The Social Origins of Democracy and Authoritarianism Reconsidered: Prussia and Sweden in Comparison
by Erik Bengtsson and Felix Kersting
Why do some countries democratize while others descend into authoritarianism? One of the most enduring answers to this question centers on the political economy of land. The classic view in political science and historical political economy holds that in societies where powerful rural elites dominate the countryside, democratization is less likely to succeed. Landed elites, the argument goes, are hostile to mass suffrage and liberal politics, and use their social and economic power to block or roll back democratic reforms.
Germany has long been considered the prime example of this model. From Barrington Moore’s landmark study Social Origins of Dictatorship and Democracy in the late 1960s to recent work in political science (Ziblatt 2008, Montalbo 2023, Emmenegger et al. 2024), the story has remained consistent: the strength of aristocratic landowners in rural Prussia underpinned conservative authoritarianism and helped doom the Weimar Republic.
But does this contrast hold up? And does rural inequality always breed authoritarianism? In new research (Bengtsson and Kersting 2025), we revisit these questions with a different perspective. Rather than seeing land inequality solely as a source of elite repression, we consider an alternative tradition, building on scholars such as Dietrich Rueschemeyer, Evelyn Huber Stevens, and John D. Stepens in Capitalist Development and Democracy (1992) and Gregory Luebbert in Liberalism, Fascism, or Social Democracy (1991). In our framework, building on these works and others, stark disparities in rural wealth can trigger class conflict and radicalization—particularly if landowners fail to exercise social control over laborers and peasants. Where elite hegemony is weak, inequality may generate not passivity but politicization, feeding the growth of the organized Left.
To test these competing ideas, we turn to two canonical cases: Germany and Sweden in the late 19th and early 20th centuries. Germany is the country case par excellence of the landlordism-authoritarianism model, while the less studied Sweden typically in comparisons is portrayed as a relatively egalitarian, farmer-dominated society which managed a peaceful transition to democracy and forged enduring class compromises. Thus, these two countries are often seen as opposites, both in terms of social structure and political development.

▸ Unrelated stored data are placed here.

//! SQLite backend for the reconciliation engine.

mod sqlite_impl;

pub mod db;
pub use sqlite_impl::SqliteDatabase;
//! # Marketplace payment server
//! This crate hosts the HTTP edge of the payment reconciliation service. It is responsible for:
//! * Listening for incoming webhook deliveries from the payment provider.
//! * Verifying each delivery's signature and freshness before anything else looks at it.
//! * Handing verified events to the reconciliation engine and translating the outcome into a
//!   response the provider's retry loop understands.
//!
//! ## Configuration
//! The server is configured via environment variables. See [config](config/index.html) for more
//! information.
//!
//! ## Routes
//! * `/health`: A health check route that returns a 200 OK response.
//! * `/webhook/payments`: The webhook route for receiving payment events from the provider.
//! * `/api/subscription/{company_id}`: Read-only view of a company's subscription state.

pub mod config;
pub mod data_objects;
pub mod errors;
pub mod routes;
pub mod server;

#[cfg(test)]
mod endpoint_tests;
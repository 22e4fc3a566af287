use insta::{assert_json_snapshot, assert_snapshot};
use serde_json::json;

use invitation_core::{fields_for_sections, EditorSession, LocaleDateFormatter};
use invitation_domain::{FieldValue, ProgressiveData, SectionId, TemplateDefinition};
use invitation_storage_json::JsonSessionStore;
use invitation_studio::{init, utils::templates::demo_template};

fn juan_y_ana() -> EditorSession {
    let mut session = EditorSession::for_template(&demo_template());
    session.update_field("groom_name", "Juan".into());
    session.update_field("bride_name", "Ana".into());
    session.update_field("weddingDate", "2024-12-15T16:00".into());
    session
}

#[test]
fn reference_invitation_renders_computed_fields() {
    init();

    let props = juan_y_ana().merged_props();
    let summary = format!(
        "{} | {} | {}",
        props.hero.couple_names, props.hero.event_date, props.footer.event_date
    );

    assert_snapshot!(summary, @"Juan & Ana | domingo, 15 de diciembre de 2024 | DOMINGO, 15 DE DICIEMBRE DE 2024");
    assert_json_snapshot!(props.footer, @r###"
    {
      "coupleNames": "Juan & Ana",
      "eventDate": "DOMINGO, 15 DE DICIEMBRE DE 2024",
      "message": "¡Te esperamos!",
      "hashtag": "#CarlosYMaria"
    }
    "###);
}

#[test]
fn untouched_fields_keep_template_defaults() {
    let session = juan_y_ana();
    let props = session.merged_props();

    assert_eq!(props.hero.image_url, "/images/templates/hero-1.jpg");
    assert_eq!(props.hero.location, "Hacienda Los Olivos, Lima");
    assert_eq!(props.gallery.images.len(), 6);
    let events: Vec<&str> = props
        .itinerary
        .events
        .iter()
        .map(|event| event.name.as_str())
        .collect();
    assert_eq!(events, vec!["Ceremonia", "Recepción"]);
}

#[test]
fn english_locale_formats_dates_in_english() {
    let props = juan_y_ana().merged_props_with(&LocaleDateFormatter::for_locale_tag("en-US"));
    assert_eq!(props.hero.event_date, "Sunday, December 15, 2024");
}

#[test]
fn authored_template_flows_through_to_props() {
    let template: TemplateDefinition = serde_json::from_value(json!({
        "id": "tpl-mar",
        "name": "Mar",
        "sectionsConfig": {"hero": true, "gallery_2": true, "story": true},
        "templateProps": {
            "hero": {"location": "Máncora"}
        },
        "componentDefaults": {
            "gallery_2": {"gallery_title": "Recuerdos"}
        },
        "templateData": {
            "story_moment_1_title": "La playa",
            "story_moment_1_description": "Donde empezó todo",
            "dress_code": "Blanco"
        }
    }))
    .expect("template json");

    let session = EditorSession::for_template(&template);
    assert_eq!(
        session.active_sections(),
        &[SectionId::Hero, SectionId::Story, SectionId::Gallery]
    );

    let props = session.merged_props();
    assert_eq!(props.hero.location, "Máncora");
    assert_eq!(props.gallery.title, "Recuerdos");
    assert_eq!(props.story.moments[0].title, "La playa");

    let flat = session.merged_data(&LocaleDateFormatter::default());
    assert_eq!(flat["dress_code"], json!("Blanco"));
}

#[test]
fn saved_sessions_restore_through_the_store() {
    let dir = tempfile::tempdir().expect("tempdir");
    let store = JsonSessionStore::new(dir.path().join("sessions")).expect("store");

    let session = juan_y_ana();
    store
        .save("boda", &session.progressive_data())
        .expect("save session");

    let loaded: ProgressiveData = store.load("boda").expect("load session");
    let fields = fields_for_sections(session.active_sections());
    let restored = EditorSession::restore(fields, &demo_template(), &loaded);

    assert_eq!(restored.merged_props(), session.merged_props());
    assert_eq!(
        restored.get_field_value("groom_name"),
        Some(&FieldValue::text("Juan"))
    );
}
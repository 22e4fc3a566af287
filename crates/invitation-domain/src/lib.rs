//! invitation-domain
//!
//! Pure domain models for invitation templates (sections, field definitions,
//! field values, template definitions, progressive data, merged props).
//! No I/O, no CLI, no storage. Only data types and core enums.

pub mod field;
pub mod progressive;
pub mod props;
pub mod section;
pub mod template;
pub mod value;

pub use field::*;
pub use progressive::*;
pub use props::*;
pub use section::*;
pub use template::*;
pub use value::*;
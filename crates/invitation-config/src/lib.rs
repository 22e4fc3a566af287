//! invitation-config
//!
//! Persistent editor preferences.
//! Owns the EditorConfig model plus disk persistence helpers.

pub mod error;
pub mod manager;
pub mod model;

pub use error::ConfigError;
pub use manager::ConfigManager;
pub use model::EditorConfig;
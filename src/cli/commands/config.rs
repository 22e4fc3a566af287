use invitation_config::model::CONFIG_KEYS;

use crate::cli::core::{CommandError, CommandResult, ShellContext};
use crate::cli::output;
use crate::cli::commands::CommandEntry;

pub(crate) fn definitions() -> Vec<CommandEntry> {
    vec![CommandEntry::new(
        "config",
        "Show or change editor preferences",
        "config [show | set <key> <value>]",
        cmd_config,
    )]
}

fn cmd_config(context: &mut ShellContext, args: &[&str]) -> CommandResult {
    match args {
        [] | ["show"] => {
            show(context);
            Ok(())
        }
        ["set", key, value @ ..] => {
            context.config.set(key, &value.join(" "))?;
            context.persist_config()?;
            if *key == "ui_color_enabled" {
                output::set_color_enabled(context.config.ui_color_enabled);
            }
            if *key == "sessions_dir" {
                output::hint("The new sessions directory is used after a restart.");
            }
            output::success(format!("Preference `{}` updated.", key));
            Ok(())
        }
        _ => Err(CommandError::InvalidArguments(format!(
            "usage: config [show | set <key> <value>] (keys: {})",
            CONFIG_KEYS.join(", ")
        ))),
    }
}

fn show(context: &ShellContext) {
    let config = &context.config;
    output::section("Preferences");
    output::info(format!("  locale           : {}", config.locale));
    output::info(format!("  default_mode     : {}", config.default_mode.as_str()));
    output::info(format!(
        "  date_fallback    : {}",
        config.date_fallback.as_deref().unwrap_or("(locale default)")
    ));
    output::info(format!(
        "  sessions_dir     : {}",
        context.store.sessions_dir().display()
    ));
    output::info(format!("  ui_color_enabled : {}", config.ui_color_enabled));
    output::info(format!("  home             : {}", context.base_dir.display()));
    output::info(format!(
        "  config file      : {}",
        context.config_manager.config_path().display()
    ));
}
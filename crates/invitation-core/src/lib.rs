//! invitation-core
//!
//! Customizer logic for invitation templates: section detection, the field
//! catalog, default extraction, the progressive override session and the
//! merge into render props.
//! Depends on invitation-domain. No CLI, no terminal I/O, no storage.

pub mod catalog;
pub mod component_defaults;
pub mod computed;
pub mod defaults;
pub mod error;
pub mod format;
pub mod legacy;
pub mod merge;
pub mod sections;
pub mod session;

pub use catalog::{fields_by_section, fields_for_sections, filter_by_mode, FieldCatalog};
pub use defaults::{extract_defaults, DefaultSources};
pub use error::CatalogError;
pub use format::{DateFormatter, LocaleDateFormatter};
pub use merge::{merge_and_transform, merge_flat, MergeInput};
pub use sections::{detect_active_sections, detect_section_variants, FALLBACK_SECTIONS};
pub use session::EditorSession;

Land inequality in Prussia and Sweden
To begin with, we revisit the basic empirical assumption that underpins most of the historical narrative: that Sweden had a more equal agrarian structure than Germany. This assumption is widespread across both historical and political science literatures. Yet the data tell a different story. Using detailed historical records, we compare landholding structures in Sweden (1902) and Prussia (1882). One common indicator of landlord dominance is the share of farms larger than 100 hectares (shown in Figure 1). By this measure, Sweden was not less unequal than Prussia; if anything, it was slightly more so. Comparisons on other indicators, such as the Gini coefficient of land ownership, reinforce this view. In the decades around 1900, the Swedish countryside was not an egalitarian exception but part of a broader European pattern of agrarian inequality. This finding is in line with other recent research investigating income inequality. These findings are important in their own right, as they call into question a central tenet of received wisdom. But what matters more is how this inequality translated into political behavior.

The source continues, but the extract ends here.